| What to work on |
The answer is a stretch of the material below, returned exactly: the line containing "filename src/ws.rs", the line containing "building and TLS", and all lines between.

| Provided data |
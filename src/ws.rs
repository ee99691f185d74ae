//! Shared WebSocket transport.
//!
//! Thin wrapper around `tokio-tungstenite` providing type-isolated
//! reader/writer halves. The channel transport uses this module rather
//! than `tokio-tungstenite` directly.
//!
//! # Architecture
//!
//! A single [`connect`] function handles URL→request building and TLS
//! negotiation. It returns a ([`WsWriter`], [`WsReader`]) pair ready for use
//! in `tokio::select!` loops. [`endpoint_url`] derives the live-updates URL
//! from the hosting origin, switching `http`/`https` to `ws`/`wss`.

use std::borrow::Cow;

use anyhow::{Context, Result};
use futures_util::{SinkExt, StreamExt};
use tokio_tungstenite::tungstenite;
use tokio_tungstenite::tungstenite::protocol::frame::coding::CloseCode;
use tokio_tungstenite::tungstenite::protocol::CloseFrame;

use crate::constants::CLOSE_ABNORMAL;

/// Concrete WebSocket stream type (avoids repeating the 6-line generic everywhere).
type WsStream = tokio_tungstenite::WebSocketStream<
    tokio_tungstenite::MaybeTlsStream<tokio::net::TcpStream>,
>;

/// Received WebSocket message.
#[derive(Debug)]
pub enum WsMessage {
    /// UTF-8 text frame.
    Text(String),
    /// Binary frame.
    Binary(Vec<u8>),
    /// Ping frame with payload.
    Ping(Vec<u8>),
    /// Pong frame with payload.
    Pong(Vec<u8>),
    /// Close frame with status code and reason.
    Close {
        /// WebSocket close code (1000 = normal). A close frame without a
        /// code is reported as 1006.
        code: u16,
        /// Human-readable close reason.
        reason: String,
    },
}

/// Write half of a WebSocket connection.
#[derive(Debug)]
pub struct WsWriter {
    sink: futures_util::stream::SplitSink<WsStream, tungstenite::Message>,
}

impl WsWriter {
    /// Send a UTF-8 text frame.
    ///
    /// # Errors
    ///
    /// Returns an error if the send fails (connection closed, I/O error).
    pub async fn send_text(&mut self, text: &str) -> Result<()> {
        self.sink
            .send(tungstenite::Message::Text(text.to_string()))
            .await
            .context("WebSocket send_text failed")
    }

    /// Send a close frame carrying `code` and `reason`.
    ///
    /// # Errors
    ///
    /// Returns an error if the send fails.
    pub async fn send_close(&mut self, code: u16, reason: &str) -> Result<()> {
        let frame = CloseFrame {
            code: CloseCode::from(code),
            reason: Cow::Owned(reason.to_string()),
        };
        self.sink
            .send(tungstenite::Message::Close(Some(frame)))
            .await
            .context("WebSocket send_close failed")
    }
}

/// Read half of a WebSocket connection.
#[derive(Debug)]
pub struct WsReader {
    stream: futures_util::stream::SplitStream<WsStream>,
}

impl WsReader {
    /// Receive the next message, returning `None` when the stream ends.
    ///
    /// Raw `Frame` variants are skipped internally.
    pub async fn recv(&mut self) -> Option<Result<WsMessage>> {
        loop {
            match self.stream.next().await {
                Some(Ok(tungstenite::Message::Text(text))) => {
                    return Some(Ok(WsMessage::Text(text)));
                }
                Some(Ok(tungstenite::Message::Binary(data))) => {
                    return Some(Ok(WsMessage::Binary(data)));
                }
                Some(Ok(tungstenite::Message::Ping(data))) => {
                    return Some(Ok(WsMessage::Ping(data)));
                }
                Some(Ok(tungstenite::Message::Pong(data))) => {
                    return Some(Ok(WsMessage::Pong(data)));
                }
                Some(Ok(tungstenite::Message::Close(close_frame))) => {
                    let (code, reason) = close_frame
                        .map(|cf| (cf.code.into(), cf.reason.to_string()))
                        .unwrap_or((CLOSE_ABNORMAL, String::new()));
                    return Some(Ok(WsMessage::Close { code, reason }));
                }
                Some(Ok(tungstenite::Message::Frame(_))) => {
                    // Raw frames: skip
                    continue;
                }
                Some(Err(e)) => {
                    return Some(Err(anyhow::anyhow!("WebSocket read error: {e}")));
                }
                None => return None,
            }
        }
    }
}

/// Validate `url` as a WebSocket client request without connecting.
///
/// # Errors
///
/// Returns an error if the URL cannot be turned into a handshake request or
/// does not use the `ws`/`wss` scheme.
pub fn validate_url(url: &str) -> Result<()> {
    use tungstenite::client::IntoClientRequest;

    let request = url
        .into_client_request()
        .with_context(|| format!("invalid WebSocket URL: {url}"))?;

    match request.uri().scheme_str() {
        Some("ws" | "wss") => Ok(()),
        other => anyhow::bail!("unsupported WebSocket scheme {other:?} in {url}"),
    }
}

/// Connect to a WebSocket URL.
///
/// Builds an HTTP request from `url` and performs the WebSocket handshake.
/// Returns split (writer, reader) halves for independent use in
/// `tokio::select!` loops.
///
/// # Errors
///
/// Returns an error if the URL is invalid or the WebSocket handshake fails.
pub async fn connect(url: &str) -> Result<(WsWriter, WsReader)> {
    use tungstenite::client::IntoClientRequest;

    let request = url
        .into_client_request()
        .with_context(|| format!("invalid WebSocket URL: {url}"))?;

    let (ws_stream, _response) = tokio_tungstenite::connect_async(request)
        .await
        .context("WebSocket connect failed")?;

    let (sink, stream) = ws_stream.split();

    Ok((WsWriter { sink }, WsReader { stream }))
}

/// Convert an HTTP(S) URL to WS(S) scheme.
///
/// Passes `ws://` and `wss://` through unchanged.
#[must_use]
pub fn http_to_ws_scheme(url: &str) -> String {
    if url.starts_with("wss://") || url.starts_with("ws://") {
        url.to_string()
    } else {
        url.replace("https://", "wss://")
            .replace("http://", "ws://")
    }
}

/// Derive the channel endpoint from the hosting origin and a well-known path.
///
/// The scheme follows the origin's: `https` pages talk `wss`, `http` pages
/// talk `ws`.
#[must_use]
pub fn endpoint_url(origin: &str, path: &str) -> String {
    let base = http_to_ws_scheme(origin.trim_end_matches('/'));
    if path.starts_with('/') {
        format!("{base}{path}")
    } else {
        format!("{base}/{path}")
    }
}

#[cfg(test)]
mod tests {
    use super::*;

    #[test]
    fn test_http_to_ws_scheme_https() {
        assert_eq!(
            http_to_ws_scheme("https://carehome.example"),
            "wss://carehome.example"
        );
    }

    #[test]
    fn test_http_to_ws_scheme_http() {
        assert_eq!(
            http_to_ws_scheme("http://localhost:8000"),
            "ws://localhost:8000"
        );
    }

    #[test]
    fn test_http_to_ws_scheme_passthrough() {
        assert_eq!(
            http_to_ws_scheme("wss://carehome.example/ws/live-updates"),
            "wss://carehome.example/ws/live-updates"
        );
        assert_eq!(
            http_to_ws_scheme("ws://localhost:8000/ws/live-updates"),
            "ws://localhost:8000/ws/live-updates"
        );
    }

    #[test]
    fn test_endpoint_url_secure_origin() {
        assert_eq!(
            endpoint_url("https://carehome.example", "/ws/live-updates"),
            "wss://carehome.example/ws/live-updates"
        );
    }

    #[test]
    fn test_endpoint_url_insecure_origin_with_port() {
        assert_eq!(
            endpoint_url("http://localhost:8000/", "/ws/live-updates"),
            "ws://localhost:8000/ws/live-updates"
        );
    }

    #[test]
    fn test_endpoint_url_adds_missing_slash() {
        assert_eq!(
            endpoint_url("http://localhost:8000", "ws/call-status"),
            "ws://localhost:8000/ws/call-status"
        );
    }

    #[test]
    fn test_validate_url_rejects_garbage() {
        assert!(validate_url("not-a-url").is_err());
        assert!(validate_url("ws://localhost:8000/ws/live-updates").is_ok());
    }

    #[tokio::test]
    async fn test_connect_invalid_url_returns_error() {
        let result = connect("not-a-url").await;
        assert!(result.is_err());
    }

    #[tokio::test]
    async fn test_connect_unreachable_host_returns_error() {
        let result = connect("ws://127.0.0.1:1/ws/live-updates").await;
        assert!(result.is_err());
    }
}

...

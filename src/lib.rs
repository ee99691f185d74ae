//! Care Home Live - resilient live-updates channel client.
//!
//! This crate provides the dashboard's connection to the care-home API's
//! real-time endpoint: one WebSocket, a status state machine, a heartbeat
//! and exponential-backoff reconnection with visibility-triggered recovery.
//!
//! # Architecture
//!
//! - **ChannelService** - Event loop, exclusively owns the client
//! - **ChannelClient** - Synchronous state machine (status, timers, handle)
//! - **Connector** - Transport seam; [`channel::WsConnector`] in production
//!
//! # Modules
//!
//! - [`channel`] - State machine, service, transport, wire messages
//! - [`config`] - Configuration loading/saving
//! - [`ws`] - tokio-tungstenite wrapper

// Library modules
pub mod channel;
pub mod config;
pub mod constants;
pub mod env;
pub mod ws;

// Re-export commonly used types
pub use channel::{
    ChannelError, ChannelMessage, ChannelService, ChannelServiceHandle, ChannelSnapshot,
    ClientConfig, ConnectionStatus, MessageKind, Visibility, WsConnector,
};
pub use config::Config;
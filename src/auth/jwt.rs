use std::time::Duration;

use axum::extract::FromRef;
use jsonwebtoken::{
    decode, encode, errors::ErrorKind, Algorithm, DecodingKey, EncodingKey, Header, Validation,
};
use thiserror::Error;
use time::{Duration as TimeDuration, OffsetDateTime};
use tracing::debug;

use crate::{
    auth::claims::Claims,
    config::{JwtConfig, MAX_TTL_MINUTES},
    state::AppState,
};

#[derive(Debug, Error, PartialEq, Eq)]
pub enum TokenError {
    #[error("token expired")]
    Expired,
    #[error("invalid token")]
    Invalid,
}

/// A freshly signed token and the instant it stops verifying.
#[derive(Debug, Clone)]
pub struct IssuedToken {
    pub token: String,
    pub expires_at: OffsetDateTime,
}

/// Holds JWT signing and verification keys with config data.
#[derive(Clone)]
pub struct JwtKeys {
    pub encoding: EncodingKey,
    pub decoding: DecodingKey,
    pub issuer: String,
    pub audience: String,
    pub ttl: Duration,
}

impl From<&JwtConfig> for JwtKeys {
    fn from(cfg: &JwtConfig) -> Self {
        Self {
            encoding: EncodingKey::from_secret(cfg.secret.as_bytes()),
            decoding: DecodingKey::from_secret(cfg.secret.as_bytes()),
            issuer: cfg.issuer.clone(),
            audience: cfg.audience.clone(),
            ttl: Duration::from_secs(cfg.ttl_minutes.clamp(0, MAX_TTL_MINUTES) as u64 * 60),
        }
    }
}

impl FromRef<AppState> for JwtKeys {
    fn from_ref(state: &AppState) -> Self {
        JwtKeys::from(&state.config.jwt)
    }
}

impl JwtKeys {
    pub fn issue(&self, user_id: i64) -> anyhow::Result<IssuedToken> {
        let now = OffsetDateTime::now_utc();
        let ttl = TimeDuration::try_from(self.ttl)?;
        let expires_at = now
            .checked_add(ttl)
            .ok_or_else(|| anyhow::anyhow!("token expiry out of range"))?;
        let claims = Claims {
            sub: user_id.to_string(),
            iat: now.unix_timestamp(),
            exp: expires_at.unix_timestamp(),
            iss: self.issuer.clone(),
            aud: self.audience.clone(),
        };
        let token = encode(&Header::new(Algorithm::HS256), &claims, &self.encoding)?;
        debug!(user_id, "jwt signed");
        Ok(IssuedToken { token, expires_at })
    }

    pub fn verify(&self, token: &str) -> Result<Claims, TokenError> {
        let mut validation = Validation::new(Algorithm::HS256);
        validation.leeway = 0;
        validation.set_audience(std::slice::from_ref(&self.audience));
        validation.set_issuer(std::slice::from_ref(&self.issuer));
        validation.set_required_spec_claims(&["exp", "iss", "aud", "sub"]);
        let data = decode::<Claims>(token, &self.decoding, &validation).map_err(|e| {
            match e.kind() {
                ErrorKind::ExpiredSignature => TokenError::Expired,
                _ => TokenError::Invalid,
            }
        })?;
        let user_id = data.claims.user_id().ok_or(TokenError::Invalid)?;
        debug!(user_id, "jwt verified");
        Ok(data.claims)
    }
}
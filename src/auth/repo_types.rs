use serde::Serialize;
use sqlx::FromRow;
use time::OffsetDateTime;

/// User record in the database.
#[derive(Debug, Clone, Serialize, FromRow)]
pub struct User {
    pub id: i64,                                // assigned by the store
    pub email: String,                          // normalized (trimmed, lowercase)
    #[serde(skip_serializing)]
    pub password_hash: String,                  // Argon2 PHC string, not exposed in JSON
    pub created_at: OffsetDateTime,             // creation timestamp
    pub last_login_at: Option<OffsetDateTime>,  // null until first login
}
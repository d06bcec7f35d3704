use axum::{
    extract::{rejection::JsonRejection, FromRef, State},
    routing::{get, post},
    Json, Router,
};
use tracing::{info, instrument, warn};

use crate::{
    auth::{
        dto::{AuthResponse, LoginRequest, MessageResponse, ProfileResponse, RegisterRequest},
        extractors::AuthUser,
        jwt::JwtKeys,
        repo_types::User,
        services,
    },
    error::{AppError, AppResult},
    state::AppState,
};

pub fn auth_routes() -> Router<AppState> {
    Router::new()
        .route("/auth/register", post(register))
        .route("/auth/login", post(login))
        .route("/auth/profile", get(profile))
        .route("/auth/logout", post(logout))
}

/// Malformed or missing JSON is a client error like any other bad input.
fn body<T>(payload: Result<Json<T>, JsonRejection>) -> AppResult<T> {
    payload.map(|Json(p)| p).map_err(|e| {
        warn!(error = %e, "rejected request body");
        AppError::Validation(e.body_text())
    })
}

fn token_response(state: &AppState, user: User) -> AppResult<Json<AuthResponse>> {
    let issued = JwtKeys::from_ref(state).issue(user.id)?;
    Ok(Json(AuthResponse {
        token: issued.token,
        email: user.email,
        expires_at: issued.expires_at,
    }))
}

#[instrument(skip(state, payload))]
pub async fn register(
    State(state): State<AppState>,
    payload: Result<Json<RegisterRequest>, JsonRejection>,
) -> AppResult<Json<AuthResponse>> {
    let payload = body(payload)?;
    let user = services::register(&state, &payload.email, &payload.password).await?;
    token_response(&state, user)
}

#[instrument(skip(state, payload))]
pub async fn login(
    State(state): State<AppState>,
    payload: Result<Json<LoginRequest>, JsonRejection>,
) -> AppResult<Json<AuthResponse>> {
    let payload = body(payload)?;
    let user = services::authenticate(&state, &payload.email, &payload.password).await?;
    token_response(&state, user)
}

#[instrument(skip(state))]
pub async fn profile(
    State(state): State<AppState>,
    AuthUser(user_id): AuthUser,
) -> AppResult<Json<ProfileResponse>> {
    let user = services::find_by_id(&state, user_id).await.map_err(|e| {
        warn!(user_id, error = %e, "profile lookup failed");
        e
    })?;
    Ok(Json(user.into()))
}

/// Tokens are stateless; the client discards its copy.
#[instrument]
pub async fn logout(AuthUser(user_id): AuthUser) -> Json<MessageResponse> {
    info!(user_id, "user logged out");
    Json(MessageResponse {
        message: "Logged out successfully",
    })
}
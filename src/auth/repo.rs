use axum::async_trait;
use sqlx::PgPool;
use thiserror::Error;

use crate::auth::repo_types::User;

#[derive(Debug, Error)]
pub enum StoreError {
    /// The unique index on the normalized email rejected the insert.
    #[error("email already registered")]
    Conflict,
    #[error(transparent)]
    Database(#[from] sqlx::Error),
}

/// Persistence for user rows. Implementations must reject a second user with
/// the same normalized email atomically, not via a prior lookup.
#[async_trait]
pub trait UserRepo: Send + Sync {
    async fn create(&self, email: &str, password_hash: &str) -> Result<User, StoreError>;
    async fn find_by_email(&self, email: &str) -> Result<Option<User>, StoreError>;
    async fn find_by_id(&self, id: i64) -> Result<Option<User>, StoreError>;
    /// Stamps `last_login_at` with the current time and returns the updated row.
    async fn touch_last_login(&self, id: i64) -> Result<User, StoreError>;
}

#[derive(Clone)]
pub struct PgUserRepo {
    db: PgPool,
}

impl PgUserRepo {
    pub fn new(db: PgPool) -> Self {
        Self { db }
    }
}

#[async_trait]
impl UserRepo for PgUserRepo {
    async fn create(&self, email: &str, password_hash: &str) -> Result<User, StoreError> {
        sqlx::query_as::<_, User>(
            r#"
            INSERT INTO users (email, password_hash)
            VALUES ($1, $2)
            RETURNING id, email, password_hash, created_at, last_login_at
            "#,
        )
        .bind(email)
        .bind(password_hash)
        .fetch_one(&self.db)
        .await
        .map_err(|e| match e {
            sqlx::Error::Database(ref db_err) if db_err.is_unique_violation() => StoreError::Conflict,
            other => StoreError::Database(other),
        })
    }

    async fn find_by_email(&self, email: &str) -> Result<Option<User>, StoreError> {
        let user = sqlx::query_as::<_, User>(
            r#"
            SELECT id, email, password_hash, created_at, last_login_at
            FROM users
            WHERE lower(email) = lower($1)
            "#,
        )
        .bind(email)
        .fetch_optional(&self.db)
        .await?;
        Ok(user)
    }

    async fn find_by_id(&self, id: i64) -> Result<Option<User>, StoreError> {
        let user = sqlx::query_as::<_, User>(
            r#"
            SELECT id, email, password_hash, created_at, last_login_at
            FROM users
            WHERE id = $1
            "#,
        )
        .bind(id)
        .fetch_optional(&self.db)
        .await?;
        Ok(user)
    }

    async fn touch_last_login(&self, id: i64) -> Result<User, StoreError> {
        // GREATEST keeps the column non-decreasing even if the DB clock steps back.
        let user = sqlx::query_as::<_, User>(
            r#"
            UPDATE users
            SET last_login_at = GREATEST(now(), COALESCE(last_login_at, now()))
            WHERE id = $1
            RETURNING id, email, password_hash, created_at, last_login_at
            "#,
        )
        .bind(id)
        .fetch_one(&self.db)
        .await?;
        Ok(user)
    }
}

| Final answer |
filename src/ws.rs
repository ee99691f185d74ae
//! Shared WebSocket transport.
//!
//! Thin wrapper around `tokio-tungstenite` providing type-isolated
//! reader/writer halves. The channel transport uses this module rather
//! than `tokio-tungstenite` directly.
//!
//! # Architecture
//!
//! A single [`connect`] function handles URL→request building and TLS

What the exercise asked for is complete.